CU: miljardenmeevaller deels naar eenverdiener
Het kabinet moet zijn miljardenmeevaller niet geheel steken in aflossing van de staatsschuld, maar zeker voor een kwart terug laten vloeien naar burgers. Via een hogere zorgtoeslag en kinderbijslag hoopt de ChristenUnie vooral de modale eenverdiener te bereiken.
CU-Kamerlid Schouten stelt woensdag, tijdens het debat met minister Dijsselbloem (Financiën) over de najaarsnota, voor om een kwart van de meevaller van in totaal 4,3 miljard euro „terug te geven aan de burgers.” Naast een al door het kabinet aangekondigde tegemoetkoming in de pensioenpremie van agenten en leraren wil de partij dit doen door 800 miljoen extra te investeren in kinderbijslag en zorgtoeslag.
Hoewel de twee amendementen die de partij hiertoe indient tegemoetkomen aan een bredere groep, heeft Schouten met haar voorstellen met name modale eenverdieners op het oog. „De 400 miljoen euro extra voor de zorgtoeslag willen zo besteden dat meer huishoudens dan nu recht krijgen op de zorgtoeslag.” Vooral voor eenverdieners tot een modaal salaris, die nu worden geconfronteerd met een hoge marginale belastingdruk, is dat volgens haar aantrekkelijk. Schouten: „Op Prinsjesdag stelde het kabinet dat iedereen er op vooruit zou gaan. Voor eenverdieners is die plus weg nu de zorgpremies hoger uitvallen dan waar het kabinet mee rekende. Met deze voorstellen houden wij het kabinet aan de eigen belofte.”
Aan de 400 miljoen extra voor de kinderbijslag heeft volgens Schouten „elk gezin met kinderen wat”. Ze noemt het „opmerkelijk” dat het kabinet volgend jaar wél de kinderopvangtoeslag en het kindgebonden budget verhoogt, maar de kinderbijslag niet mee laat stijgen. „De verhoging die wij voorstellen trekt dat recht en levert zo een bijdrage aan de keuzevrijheid van gezinnen om zelf te bepalen hoe ze hun kinderen willen opvoeden en verzorgen”, aldus Schouten.

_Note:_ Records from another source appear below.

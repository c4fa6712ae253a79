use anyhow::Context;
use clap::Parser;
use std::path::PathBuf;
use std::process::ExitCode;
use std::sync::Arc;
use std::time::Duration;
use tokio::io::{AsyncBufReadExt, BufReader};

use wxbar_core::{AppError, Config, ConfigError, ProviderKind, ReqwestErrorExt, WeatherConfig};
use wxbar_weather::{
    AccuWeatherClient, CachedCoordinates, CoordinateSource, Coordinates, FixedCoordinates,
    FixtureApi, GateSettings, NegativeCache, NoCoordinates, Resolver, ResolverSettings,
    SuggestionBuilder, WeatherApi, WeatherCache, WeatherGate, WeatherSuggester,
};

/// Longest TTL or cooldown accepted from configuration.
const MAX_WINDOW_SECS: u64 = 365 * 24 * 60 * 60;

#[derive(Debug, Parser)]
#[command(name = "wxbar", version, about = "Weather suggestions for address-bar queries")]
struct Cli {
    /// Config file (defaults to <config dir>/wxbar/config.toml)
    #[arg(short, long)]
    config: Option<PathBuf>,

    /// Pretty-print JSON output
    #[arg(long)]
    pretty: bool,

    /// Query revisions, in typing order. Read line by line from stdin when omitted.
    queries: Vec<String>,
}

#[tokio::main]
async fn main() -> ExitCode {
    let cli = Cli::parse();

    if let Err(e) = wxbar_core::init() {
        eprintln!("{}", e);
        return ExitCode::FAILURE;
    }

    match run(cli).await {
        Ok(()) => ExitCode::SUCCESS,
        Err(e) => {
            tracing::error!("{}", e);
            eprintln!("{}", e.user_message());
            ExitCode::FAILURE
        }
    }
}

async fn run(cli: Cli) -> Result<(), AppError> {
    let config = match &cli.config {
        Some(path) => Config::load_from(path),
        None => Config::load(),
    }
    .map_err(config_error)?;
    let (config, _) = config.into_validated().map_err(config_error)?;

    tracing::info!(
        "wxbar started (provider: {:?}, config: {})",
        config.weather.provider,
        config.config_dir.display()
    );

    let suggester = build_suggester(&config.weather)?;

    if cli.queries.is_empty() {
        let mut lines = BufReader::new(tokio::io::stdin()).lines();
        while let Some(line) = lines.next_line().await? {
            answer(&suggester, &line, cli.pretty).await?;
        }
    } else {
        for query in &cli.queries {
            answer(&suggester, query, cli.pretty).await?;
        }
    }

    Ok(())
}

async fn answer(suggester: &WeatherSuggester, query: &str, pretty: bool) -> Result<(), AppError> {
    let output = match suggester.query(query).await {
        Ok(suggestion) => serde_json::json!({ "query": query, "suggestion": suggestion }),
        Err(reason) => {
            tracing::debug!("No suggestion for {:?}: {}", query, reason);
            serde_json::json!({ "query": query, "inactive": reason.to_string() })
        }
    };

    let rendered = if pretty {
        serde_json::to_string_pretty(&output)
    } else {
        serde_json::to_string(&output)
    }
    .context("Failed to render suggestion")?;
    println!("{}", rendered);
    Ok(())
}

fn build_suggester(config: &WeatherConfig) -> Result<WeatherSuggester, AppError> {
    let api = build_api(config, config.effective_api_key())?;
    let temperature_unit = temperature_unit(config.temperature_unit);

    let coordinates: Arc<dyn CoordinateSource> = match config.coordinates() {
        Some((latitude, longitude)) => Arc::new(CachedCoordinates::new(FixedCoordinates(
            Coordinates::new(latitude, longitude),
        ))),
        None => Arc::new(NoCoordinates),
    };

    let builder = SuggestionBuilder::new(&config.icon_base_url, temperature_unit)
        .with_provider_name(api.name());

    let resolver = Resolver::new(
        api,
        coordinates,
        ResolverSettings {
            ttl: window(config.cache_ttl_secs),
            fetch_forecast: config.forecast,
            temperature_unit,
        },
    );

    let gate = WeatherGate::new(
        resolver,
        Arc::new(WeatherCache::new()),
        Arc::new(NegativeCache::new(window(config.negative_cooldown_secs))),
        GateSettings {
            min_key_len: config.min_key_len,
            implicit_location: config.implicit_location,
        },
    );

    Ok(WeatherSuggester::new(
        Arc::new(gate),
        builder,
        Duration::from_millis(config.query_timeout_ms),
    ))
}

fn build_api(
    config: &WeatherConfig,
    api_key: Option<String>,
) -> Result<Arc<dyn WeatherApi>, AppError> {
    match config.provider {
        ProviderKind::Fixture => {
            let fixture = match &config.fixture_dir {
                Some(dir) if dir.is_dir() => FixtureApi::from_dir(dir),
                _ => FixtureApi::sample(),
            }
            .map_err(|e| wxbar_core::WeatherError::Fixture(e.to_string()))?;
            Ok(Arc::new(fixture))
        }
        ProviderKind::Accuweather => {
            let api_key = api_key.ok_or(wxbar_core::WeatherError::InvalidApiKey)?;
            let client = AccuWeatherClient::with_base_url(
                &config.api_base_url,
                api_key,
                Duration::from_secs(config.request_timeout_secs),
            )
            .map_err(|e| match e {
                wxbar_weather::WeatherError::Network(e) => {
                    AppError::Network(e.into_network_error())
                }
                other => wxbar_core::WeatherError::ApiError(other.to_string()).into(),
            })?;
            Ok(Arc::new(client))
        }
    }
}

fn temperature_unit(unit: wxbar_core::TemperatureUnit) -> wxbar_weather::TemperatureUnit {
    match unit {
        wxbar_core::TemperatureUnit::Auto => wxbar_weather::TemperatureUnit::Auto,
        wxbar_core::TemperatureUnit::Celsius => wxbar_weather::TemperatureUnit::Celsius,
        wxbar_core::TemperatureUnit::Fahrenheit => wxbar_weather::TemperatureUnit::Fahrenheit,
    }
}

fn window(secs: u64) -> chrono::Duration {
    chrono::Duration::seconds(secs.min(MAX_WINDOW_SECS) as i64)
}

fn config_error(e: anyhow::Error) -> AppError {
    match e.downcast::<ConfigError>() {
        Ok(e) => AppError::Config(e),
        Err(e) => AppError::Other(e),
    }
}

Dat de aflossing van de staatsschuld iets trager gaat, is volgens de CU-politica geen probleem. „Schuldaflossing is absoluut belangrijk, maar het economisch herstel gaat gelukkig sneller dan verwacht, waardoor er volgend jaar evenwicht is op de begroting. Tegelijk staat de koopkracht van met name eenverdieners onder druk. Dan vinden wij het verantwoord én noodzakelijk deze groep tegemoet te komen.”